EXERCISE DATA: Begin
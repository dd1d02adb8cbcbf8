//! Exec stream multiplexing
//!
//! Copies a remote command's stdout into a capture sink and its stderr into
//! a second writer, then decodes the exit status. Operator cancellation ends
//! the copy early and counts as a clean stop.

use std::io;
use std::pin::Pin;
use std::task::{Context, Poll};

use futures::future::BoxFuture;
use tokio::io::{AsyncRead, AsyncReadExt, AsyncWrite, AsyncWriteExt};
use tokio_util::sync::CancellationToken;
use tracing::{debug, info};

use crate::error::StreamError;
use crate::gateway::{BoxedReader, BoxedWriter, ExecChannels, RemoteStatus};

const COPY_BUFFER: usize = 32 * 1024;

/// What a finished stream produced.
#[derive(Debug, Clone, Copy, Default, PartialEq, Eq)]
pub struct StreamSummary {
    /// Bytes written to the stdout sink
    pub bytes: u64,
    /// Capture ended because the operator cancelled
    pub stopped_by_operator: bool,
}

/// An open remote command.
pub struct RemoteCommand {
    stdin: Option<BoxedWriter>,
    stdout: Option<BoxedReader>,
    stderr: Option<BoxedReader>,
    status: BoxFuture<'static, Option<RemoteStatus>>,
}

impl From<ExecChannels> for RemoteCommand {
    fn from(channels: ExecChannels) -> Self {
        Self {
            stdin: channels.stdin,
            stdout: channels.stdout,
            stderr: channels.stderr,
            status: channels.status,
        }
    }
}

impl RemoteCommand {
    /// Take the input channel. `None` when the exec was opened without stdin.
    pub fn take_stdin(&mut self) -> Option<BoxedWriter> {
        self.stdin.take()
    }

    /// Relay output until the command exits or `cancel` fires.
    ///
    /// Exit 0 and cancellation are `Ok`. A non-zero exit is
    /// `StreamError::RemoteExit`; a connection that closes without a status is
    /// `StreamError::Transport`.
    pub async fn pump<O, E>(
        self,
        stdout_sink: &mut O,
        stderr_sink: &mut E,
        cancel: &CancellationToken,
    ) -> Result<StreamSummary, StreamError>
    where
        O: AsyncWrite + Unpin + Send + ?Sized,
        E: AsyncWrite + Unpin + Send + ?Sized,
    {
        let Self {
            stdin,
            stdout,
            stderr,
            status,
        } = self;
        // Unused input is closed so the remote side sees EOF.
        drop(stdin);

        let mut bytes = 0u64;
        let mut stderr_bytes = 0u64;
        let outcome = {
            let relay = async {
                let (out, err) = tokio::join!(
                    copy_counted(stdout, stdout_sink, &mut bytes),
                    copy_counted(stderr, stderr_sink, &mut stderr_bytes),
                );
                out?;
                err?;
                Ok::<_, StreamError>(status.await)
            };
            tokio::select! {
                biased;
                () = cancel.cancelled() => None,
                result = relay => Some(result),
            }
        };

        let Some(result) = outcome else {
            let _ = stdout_sink.flush().await;
            debug!(bytes, stderr_bytes, "Stream stopped by operator");
            return Ok(StreamSummary {
                bytes,
                stopped_by_operator: true,
            });
        };

        match result? {
            Some(RemoteStatus::Success) => Ok(StreamSummary {
                bytes,
                stopped_by_operator: false,
            }),
            Some(RemoteStatus::Exit(code)) => Err(StreamError::RemoteExit { code }),
            Some(RemoteStatus::Failure(message)) => Err(StreamError::Rejected(message)),
            None => Err(StreamError::Transport(
                "connection closed without an exit status".to_string(),
            )),
        }
    }
}

async fn copy_counted<W>(
    reader: Option<BoxedReader>,
    writer: &mut W,
    counter: &mut u64,
) -> Result<(), StreamError>
where
    W: AsyncWrite + Unpin + Send + ?Sized,
{
    let Some(mut reader) = reader else {
        return Ok(());
    };
    let mut buf = vec![0u8; COPY_BUFFER];
    loop {
        let n = reader
            .read(&mut buf)
            .await
            .map_err(|e| StreamError::Transport(e.to_string()))?;
        if n == 0 {
            break;
        }
        writer.write_all(&buf[..n]).await.map_err(StreamError::Sink)?;
        writer.flush().await.map_err(StreamError::Sink)?;
        *counter += n as u64;
    }
    Ok(())
}

/// Writer that turns each complete line into a log event.
///
/// Remote stderr (e.g. tcpdump's "listening on ..." banner) is routed here so
/// it never mixes with capture bytes.
#[derive(Debug)]
pub struct LogLines {
    source: String,
    pending: Vec<u8>,
}

impl LogLines {
    #[must_use]
    pub fn new(source: impl Into<String>) -> Self {
        Self {
            source: source.into(),
            pending: Vec::new(),
        }
    }

    fn emit(&self, line: &[u8]) {
        let text = String::from_utf8_lossy(line);
        let text = text.trim_end();
        if !text.is_empty() {
            info!(target: "knet::remote", source = %self.source, "{text}");
        }
    }
}

impl AsyncWrite for LogLines {
    fn poll_write(
        self: Pin<&mut Self>,
        _cx: &mut Context<'_>,
        buf: &[u8],
    ) -> Poll<io::Result<usize>> {
        let this = self.get_mut();
        this.pending.extend_from_slice(buf);
        while let Some(pos) = this.pending.iter().position(|b| *b == b'\n') {
            let line: Vec<u8> = this.pending.drain(..=pos).collect();
            this.emit(&line);
        }
        Poll::Ready(Ok(buf.len()))
    }

    fn poll_flush(self: Pin<&mut Self>, _cx: &mut Context<'_>) -> Poll<io::Result<()>> {
        Poll::Ready(Ok(()))
    }

    fn poll_shutdown(self: Pin<&mut Self>, _cx: &mut Context<'_>) -> Poll<io::Result<()>> {
        let this = self.get_mut();
        if !this.pending.is_empty() {
            let rest = std::mem::take(&mut this.pending);
            this.emit(&rest);
        }
        Poll::Ready(Ok(()))
    }
}

/// Forward everything from `input` to the remote stdin, then close it.
pub async fn forward_stdin<R>(mut input: R, mut remote: BoxedWriter) -> io::Result<u64>
where
    R: AsyncRead + Unpin,
{
    let copied = tokio::io::copy(&mut input, &mut remote).await?;
    remote.shutdown().await?;
    Ok(copied)
}
fn matches_selector(pod: &Pod, selector: &str) -> bool {
    let labels = pod.metadata.labels.clone().unwrap_or_default();
    selector
        .split(',')
        .filter(|term| !term.is_empty())
        .all(|term| match term.split_once('=') {
            Some((k, v)) => labels.get(k.trim()).map(String::as_str) == Some(v.trim()),
            None => labels.contains_key(term.trim()),
        })
}

fn daemonset_pod(resource: &FleetResource) -> Option<Pod> {
    let FleetResource::DaemonSet(ds) = resource else {
        return None;
    };
    let namespace = ds.metadata.namespace.clone().unwrap_or_default();
    let name = ds.metadata.name.clone().unwrap_or_default();
    let labels = ds
        .spec
        .as_ref()
        .and_then(|s| s.template.metadata.as_ref())
        .and_then(|m| m.labels.clone())
        .unwrap_or_default();
    let pod = running_pod(&namespace, &format!("{name}-node-a"), &["kube-kata"]);
    Some(with_labels(pod, labels))
}

fn stream_of(bytes: Vec<u8>, hold: bool) -> BoxedReader {
    let (reader, mut writer) = tokio::io::duplex(64 * 1024);
    tokio::spawn(async move {
        let _ = writer.write_all(&bytes).await;
        let _ = writer.flush().await;
        if hold {
            std::future::pending::<()>().await;
        }
    });
    Box::new(reader)
}

#[async_trait]
impl WorkloadGateway for FakeGateway {
    async fn get(&self, namespace: &str, name: &str) -> Result<Pod, GatewayError> {
        let mut state = self.state.lock().unwrap();
        let key = (namespace.to_string(), name.to_string());
        if let Some(remaining) = state.starting.get_mut(&key) {
            *remaining = remaining.saturating_sub(1);
            if *remaining == 0 {
                state.starting.remove(&key);
                if let Some(pod) = state.pods.get_mut(&key) {
                    start_waiting_sidecars(pod);
                    bump_version(pod);
                }
            }
        }
        state
            .pods
            .get(&key)
            .cloned()
            .ok_or_else(|| not_found(namespace, name))
    }

    async fn list(&self, namespace: &str, label_selector: &str) -> Result<Vec<Pod>, GatewayError> {
        let state = self.state.lock().unwrap();
        Ok(state
            .pods
            .iter()
            .filter(|((ns, _), pod)| ns == namespace && matches_selector(pod, label_selector))
            .map(|(_, pod)| pod.clone())
            .collect())
    }

    async fn patch_ephemeral(
        &self,
        namespace: &str,
        name: &str,
        merge_patch: &[u8],
    ) -> Result<Pod, GatewayError> {
        let gate = {
            let mut state = self.state.lock().unwrap();
            match state.patch_gate.take() {
                Some((barrier, remaining)) => {
                    if remaining > 1 {
                        state.patch_gate = Some((Arc::clone(&barrier), remaining - 1));
                    }
                    Some(barrier)
                }
                None => None,
            }
        };
        if let Some(barrier) = gate {
            barrier.wait().await;
        }

        let mut state = self.state.lock().unwrap();
        state.patch_calls += 1;
        let key = (namespace.to_string(), name.to_string());

        if state.concurrent_writers > 0 && state.pods.contains_key(&key) {
            state.concurrent_writers -= 1;
            state.concurrent_writes += 1;
            let other = format!("other-{}", state.concurrent_writes);
            if let Some(pod) = state.pods.get_mut(&key) {
                pod.spec
                    .get_or_insert_with(PodSpec::default)
                    .ephemeral_containers
                    .get_or_insert_with(Vec::new)
                    .push(EphemeralContainer {
                        name: other.clone(),
                        image: Some("busybox".to_string()),
                        ..EphemeralContainer::default()
                    });
                set_ephemeral_state(pod, &other, running_state());
                bump_version(pod);
            }
        }

        let live = state
            .pods
            .get(&key)
            .ok_or_else(|| not_found(namespace, name))?;
        let patch: serde_json::Value =
            serde_json::from_slice(merge_patch).map_err(|e| GatewayError::Encoding(e.to_string()))?;

        let stale = patch
            .pointer("/metadata/resourceVersion")
            .and_then(serde_json::Value::as_str)
            .is_some_and(|wanted| Some(wanted) != live.metadata.resource_version.as_deref());
        if stale {
            return Err(GatewayError::Conflict {
                name: name.to_string(),
                message: "the object has been modified".to_string(),
            });
        }

        let before = ephemeral_names(live);
        let mut doc = serde_json::to_value(live).map_err(|e| GatewayError::Encoding(e.to_string()))?;
        apply_merge_patch(&mut doc, &patch);
        let mut patched: Pod =
            serde_json::from_value(doc).map_err(|e| GatewayError::Encoding(e.to_string()))?;
        let after = ephemeral_names(&patched);
        if !before.iter().all(|n| after.contains(n)) {
            return Err(GatewayError::Api {
                code: 422,
                reason: "Invalid".to_string(),
                message: "existing ephemeral containers may not be removed".to_string(),
            });
        }

        let readiness = state.readiness.get(name).cloned().unwrap_or_default();
        for added in after.iter().filter(|n| !before.contains(n)) {
            let sidecar_state = match &readiness {
                Readiness::Immediate => running_state(),
                Readiness::Waiting(reason) => waiting_state(reason),
                Readiness::AfterReads(_) => waiting_state("ContainerCreating"),
            };
            set_ephemeral_state(&mut patched, added, sidecar_state);
        }
        if let Readiness::AfterReads(reads) = readiness {
            state.starting.insert(key.clone(), reads);
        }
        bump_version(&mut patched);
        state.pods.insert(key, patched.clone());
        Ok(patched)
    }

    async fn open_exec(&self, request: &ExecRequest) -> Result<ExecChannels, GatewayError> {
        let script = {
            let mut state = self.state.lock().unwrap();
            state.execs.push(request.clone());
            state
                .events
                .push(format!("exec {}/{}", request.namespace, request.pod));
            state.scripts.get(&request.pod).cloned().unwrap_or_default()
        };

        let stdin = request
            .stdin
            .then(|| Box::new(tokio::io::sink()) as BoxedWriter);
        let (stdout, status) = match script {
            ExecScript::Finish { stdout, status } => (
                stream_of(stdout, false),
                async move { Some(status) }.boxed(),
            ),
            ExecScript::Hold { stdout } => (
                stream_of(stdout, true),
                futures::future::pending::<Option<RemoteStatus>>().boxed(),
            ),
        };

        Ok(ExecChannels {
            stdin,
            stdout: Some(stdout),
            stderr: Some(stream_of(b"listening on any\n".to_vec(), false)),
            status,
        })
    }

    async fn create_resource(&self, resource: &FleetResource) -> Result<(), GatewayError> {
        let reference = resource.reference();
        let pod = daemonset_pod(resource);
        let mut state = self.state.lock().unwrap();
        state.events.push(format!("create {reference}"));
        if !state.objects.insert(reference.clone()) {
            return Err(GatewayError::AlreadyExists {
                kind: reference.kind.to_string(),
                name: reference.name,
            });
        }
        if let Some(pod) = pod {
            let key = (
                pod.metadata.namespace.clone().unwrap_or_default(),
                pod.metadata.name.clone().unwrap_or_default(),
            );
            state.pods.insert(key, pod);
        }
        Ok(())
    }

    async fn delete_resource(&self, resource: &ResourceRef) -> Result<(), GatewayError> {
        let mut state = self.state.lock().unwrap();
        state.events.push(format!("delete {resource}"));
        if !state.objects.remove(resource) {
            return Err(GatewayError::NotFound {
                kind: resource.kind.to_string(),
                namespace: resource.namespace.clone().unwrap_or_default(),
                name: resource.name.clone(),
            });
        }
        if resource.kind == ResourceKind::DaemonSet {
            let selector = format!("name={}", resource.name);
            state
                .pods
                .retain(|_, pod| !matches_selector(pod, &selector));
        }
        Ok(())
    }
}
EXERCISE DATA: End
WORK INSTRUCTIONS: Each line in the entries above, starting at the line with "impl WorkloadGateway for" and ending at the line with "if remaining >", is to be printed exactly, and only those lines.

ANSWER TO THIS PROBLEM:
impl WorkloadGateway for FakeGateway {
    async fn get(&self, namespace: &str, name: &str) -> Result<Pod, GatewayError> {
        let mut state = self.state.lock().unwrap();
        let key = (namespace.to_string(), name.to_string());
        if let Some(remaining) = state.starting.get_mut(&key) {
            *remaining = remaining.saturating_sub(1);
            if *remaining == 0 {
                state.starting.remove(&key);
                if let Some(pod) = state.pods.get_mut(&key) {
                    start_waiting_sidecars(pod);
                    bump_version(pod);
                }
            }
        }
        state
            .pods
            .get(&key)
            .cloned()
            .ok_or_else(|| not_found(namespace, name))
    }

    async fn list(&self, namespace: &str, label_selector: &str) -> Result<Vec<Pod>, GatewayError> {
        let state = self.state.lock().unwrap();
        Ok(state
            .pods
            .iter()
            .filter(|((ns, _), pod)| ns == namespace && matches_selector(pod, label_selector))
            .map(|(_, pod)| pod.clone())
            .collect())
    }

    async fn patch_ephemeral(
        &self,
        namespace: &str,
        name: &str,
        merge_patch: &[u8],
    ) -> Result<Pod, GatewayError> {
        let gate = {
            let mut state = self.state.lock().unwrap();
            match state.patch_gate.take() {
                Some((barrier, remaining)) => {
                    if remaining > 1 {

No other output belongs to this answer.